Nella definizione originale è la persona che risponde della crescita e non di un reparto, quindi tiene il portafoglio delle ipotesi, decide l'ordine in cui si provano, misura e taglia. Nella pratica italiana quel titolo compare più spesso nei cataloghi dei corsi che negli organigrammi, e nelle aziende che vendono online il lavoro è distribuito fra chi governa i canali, chi tocca il negozio e chi legge i numeri. Ciò che serve avere non è il titolo, è qualcuno che possiede l'elenco e la cadenza.

Che differenza c'è fra growth hacking e growth marketing?

Growth marketing è il nome che la stessa disciplina ha preso quando è uscita dalle startup ed è entrata nelle aziende strutturate: stesso ciclo di ipotesi e misure, meno enfasi sul trucco, e un perimetro che si ferma al marketing invece di pretendere di toccare il prodotto. Chi assume oggi usa quasi sempre il secondo termine, ed è un buon indizio di quale dei due sia invecchiato.

Growth hacking e CRO sono la stessa cosa?

Condividono il metodo e non il perimetro. La conversion rate optimization lavora su quello che accade dentro il negozio, dal primo atterraggio all'ordine, con strumenti e soglie consolidate; il growth hacking, come era stato pensato, si arrogava anche il prodotto e i canali. Su un ecommerce la parte applicabile del secondo coincide in buona misura col primo, e conviene chiamarla col nome che ha una letteratura alle spalle.

Serve a un ecommerce già avviato o solo a chi parte?

Serve più a chi è avviato, e per una ragione aritmetica: gli esperimenti si decidono sulle conversioni, e chi ha volume ne ha. Su un negozio appena aperto la stessa energia rende molto più se va nelle scelte strutturali, il catalogo, il posizionamento, i tempi di consegna, perché non c'è abbastanza traffico per distinguere una variante buona da una fortunata.

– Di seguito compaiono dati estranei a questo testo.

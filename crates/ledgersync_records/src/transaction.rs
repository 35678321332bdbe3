//! The merchant ledger transaction record.

use crate::error::{ServiceError, ServiceResult};
use crate::meta::SyncMeta;
use crate::record::Record;
use serde::{Deserialize, Serialize};

/// Amount at or above which a transaction syncs in the high-priority pass.
const HIGH_VALUE_CENTS: i64 = 100_000;

/// The direction of a ledger entry.
#[derive(Debug, Clone, Copy, PartialEq, Eq, Hash, Serialize, Deserialize)]
#[serde(rename_all = "snake_case")]
pub enum TransactionKind {
    /// Money in: a sale to a customer.
    Sale,
    /// Money out: a purchase or operating expense.
    Expense,
    /// Money returned to a customer.
    Refund,
}

/// A geographic point captured at entry time.
#[derive(Debug, Clone, Copy, PartialEq, Serialize, Deserialize)]
pub struct GeoPoint {
    /// Latitude in degrees.
    pub latitude: f64,
    /// Longitude in degrees.
    pub longitude: f64,
}

/// A merchant ledger transaction.
///
/// Amounts are in minor currency units (cents) to avoid floating point
/// drift in financial records.
#[derive(Debug, Clone, PartialEq, Serialize, Deserialize)]
pub struct Transaction {
    /// Sync identity and bookkeeping.
    #[serde(flatten)]
    pub meta: SyncMeta,
    /// Entry direction.
    pub kind: TransactionKind,
    /// Amount in cents. Always positive; `kind` carries the direction.
    pub amount_cents: i64,
    /// The other party: customer, supplier, or description of one.
    pub counterpart: String,
    /// Free-form note.
    pub note: Option<String>,
    /// Where the entry was recorded, if the device knew.
    pub location: Option<GeoPoint>,
}

impl Transaction {
    /// Creates a transaction with empty sync metadata.
    ///
    /// The owning service assigns identity and versioning on `create`.
    #[must_use]
    pub fn new(kind: TransactionKind, amount_cents: i64, counterpart: impl Into<String>) -> Self {
        Self {
            meta: SyncMeta::default(),
            kind,
            amount_cents,
            counterpart: counterpart.into(),
            note: None,
            location: None,
        }
    }

    /// Sets the note.
    #[must_use]
    pub fn with_note(mut self, note: impl Into<String>) -> Self {
        self.note = Some(note.into());
        self
    }

    /// Sets the capture location.
    #[must_use]
    pub fn with_location(mut self, latitude: f64, longitude: f64) -> Self {
        self.location = Some(GeoPoint {
            latitude,
            longitude,
        });
        self
    }
}

impl Record for Transaction {
    const TABLE: &'static str = "transactions";

    fn meta(&self) -> &SyncMeta {
        &self.meta
    }

    fn meta_mut(&mut self) -> &mut SyncMeta {
        &mut self.meta
    }

    fn validate(&self) -> ServiceResult<()> {
        if self.amount_cents <= 0 {
            return Err(ServiceError::Validation(
                "amount must be a positive number of cents".into(),
            ));
        }
        if self.counterpart.trim().is_empty() {
            return Err(ServiceError::Validation("counterpart must not be empty".into()));
        }
        if let Some(location) = &self.location {
            if !(-90.0..=90.0).contains(&location.latitude)
                || !(-180.0..=180.0).contains(&location.longitude)
            {
                return Err(ServiceError::Validation("location out of range".into()));
            }
        }
        Ok(())
    }

    fn sync_priority(&self) -> i32 {
        // High-value entries go through the dedicated priority pass.
        if self.amount_cents >= HIGH_VALUE_CENTS {
            5
        } else {
            1
        }
    }
}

Quanti esperimenti servono per vedere un risultato?

La domanda giusta non è quanti, è quanti se ne possono chiudere con una risposta. Un ciclo che produce due o tre test conclusi al mese, sempre sullo stesso numero da muovere, vale più di venti prove aperte insieme e abbandonate a metà. La soglia minima di traffico perché un test sia leggibile, e quante ipotesi si riescano a chiudere in un trimestre, si stimano prima di aprire il primo test: è la parte del lavoro che decide se il resto ha senso.